We assessed the quality of the paired-end sequence files using FastQC (version 0.11.9) and trimmed them with Trimmomatic (version 0.39). The BWA program (version 0.7.17) was employed to align the optimally prepared FASTQ files to the human reference genome (version GRCh38.13). The resulting Sequence Alignment Map (SAM) files were converted to the Binary Alignment Map (BAM) format and sorted using SAMtools (version 1.17) (4). The sorted BAM files were regrouped, and identical sequences were marked using Picard (version 3.0.0). Base quality score recalibration was performed on the unduplicated BAM files with the Genome Analysis Toolkit (GATK, version 4.4.0) to adjust the base quality scores. Variant calling was conducted using Mutect2 in tumor-only mode. A public Panel of Normals (PON) was retrieved from the GATK public repository (https://storage.googleapis.com/gatk-best-practices/somatic-hg38/1000g_pon.hg38.vcf.gz).

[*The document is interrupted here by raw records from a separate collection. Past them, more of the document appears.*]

impl Triager {
    pub fn from_config(config: &LlmConfig, metrics: Arc<Metrics>) -> Self {
        let breaker = if config.circuit_breaker_enabled {
            Some(CircuitBreaker::new(
                config.circuit_max_failures,
                Duration::from_secs(config.circuit_timeout_secs),
                metrics.clone(),
            ))
        } else {
            None
        };

        let retry = RetryConfig {
            max_retries: config.retry_max_attempts,
            initial_interval: Duration::from_millis(config.retry_initial_interval_ms),
            max_interval: Duration::from_millis(config.retry_max_interval_ms),
        };

        let client = ResilientClient::new(
            Duration::from_secs(30),
            retry,
            breaker,
            metrics.clone(),
        );

        Self {
            api_url: config.api_url.clone(),
            api_key: config.api_key.clone(),
            model: config.model.clone(),
            enabled: config.enabled && !config.api_key.is_empty(),
            client,
            guardrails: config.guardrails.clone(),
            metrics,
        }
    }

    pub fn is_enabled(&self) -> bool {
        self.enabled
    }

    /// Triage an enriched alert. Pre-filters may answer without any network
    /// call; otherwise the LLM verdict is validated by the post-filters.
    pub async fn triage(&self, threat: &ThreatContext) -> Result<TriageResult, LlmError> {
        let start = Instant::now();
        let result = self.triage_inner(threat).await;
        self.metrics.observe_triage_duration(start.elapsed());
        result
    }

    async fn triage_inner(&self, threat: &ThreatContext) -> Result<TriageResult, LlmError> {
        if !self.enabled {
            return Err(LlmError::Disabled);
        }

        if let Some(result) = apply_pre_guardrails(threat, &self.guardrails, &self.metrics) {
            self.metrics.record_triage_request("skipped", "pre_filter");
            self.record_result(&result);
            return Ok(result);
        }

        let prompt = build_prompt(threat);
        let content = match self.call_llm(&prompt).await {
            Ok(content) => content,
            Err(e) => {
                self.metrics.record_triage_request("error", "llm");
                return Err(e);
            }
        };

        let result = match parse_response(&content) {
            Ok(result) => result,
            Err(e) => {
                self.metrics.record_triage_request("error", "parse");
                self.metrics.record_error("parse");
                return Err(e);
            }
        };

        let result = apply_post_guardrails(result, threat, &self.guardrails, &self.metrics);

        info!(
            "triage complete for {}: severity={}, priority={}, confidence={}",
            threat.alert_id, result.severity, result.priority, result.confidence
        );
        self.metrics.record_triage_request("success", "llm");
        self.record_result(&result);

        Ok(result)
    }

    async fn call_llm(&self, prompt: &str) -> Result<String, LlmError> {
        let body = ChatRequest {
            model: self.model.clone(),
            messages: vec![
                ChatMessage {
                    role: "system".to_string(),
                    content: SYSTEM_PROMPT.to_string(),
                },
                ChatMessage {
                    role: "user".to_string(),
                    content: prompt.to_string(),
                },
            ],
            // Low temperature for consistent analysis
            temperature: 0.3,
            max_tokens: 1000,
        };

        debug!("sending triage request: model={}", self.model);

        let request = self
            .client
            .post(&self.api_url)
            .header("Authorization", format!("Bearer {}", self.api_key))
            .header("Content-Type", "application/json")
            .json(&body)
            .build()
            .map_err(|e| LlmError::Connection(e.to_string()))?;

        let response = self.client.execute(request).await?;

        let parsed: ChatResponse = response
            .json()
            .await
            .map_err(|e| LlmError::Parse(e.to_string()))?;

        parsed
            .choices
            .into_iter()
            .next()
            .map(|choice| choice.message.content)
            .ok_or_else(|| LlmError::Parse("no choices in LLM response".to_string()))
    }

    fn record_result(&self, result: &TriageResult) {
        self.metrics.record_severity(&result.severity);
        self.metrics.observe_confidence(result.confidence);
        if result.false_positive {
            self.metrics.record_false_positive();
        }
    }
}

We utilized GATK4 tools, including GetPileupSummaries, CalculateContamination, and FilterMutectCalls, using default parameter settings to filter the variants identified by Mutect2. The resulting variants were annotated using Funcotator, and the annotated mutational data were stored in MAF files. We utilized the maftools package in R (18) to summarize and visualize the data.
We conducted an extensive literature review to identify genes associated with GRE, emphasizing on glutamatergic signaling and tumorigenic pathways. The final gene panel, categorized into functional groups (e.g., synaptic, oncogenic, chromatin-related), is detailed in Supplementary Table 1. A total of 142 genes were selected for somatic mutation screening based on their known involvement in gliomagenesis, glutamatergic signaling, chromatin regulation, and epilepsy-related pathways (see Supplementary Table 1) for functional categorization. Also, we had grouped the glutamate receptor genes into four groups: 1) alpha-amino-3-hydroxy-5-methyl-4-isox- azole propionic acid (AMPA) receptors, 2) kainate receptors, 3) NMDA receptors, and 4) metabotropic glutamate receptors. To identify the factors associated with seizures prior to operation, we analyzed clinical characteristics and gene mutations.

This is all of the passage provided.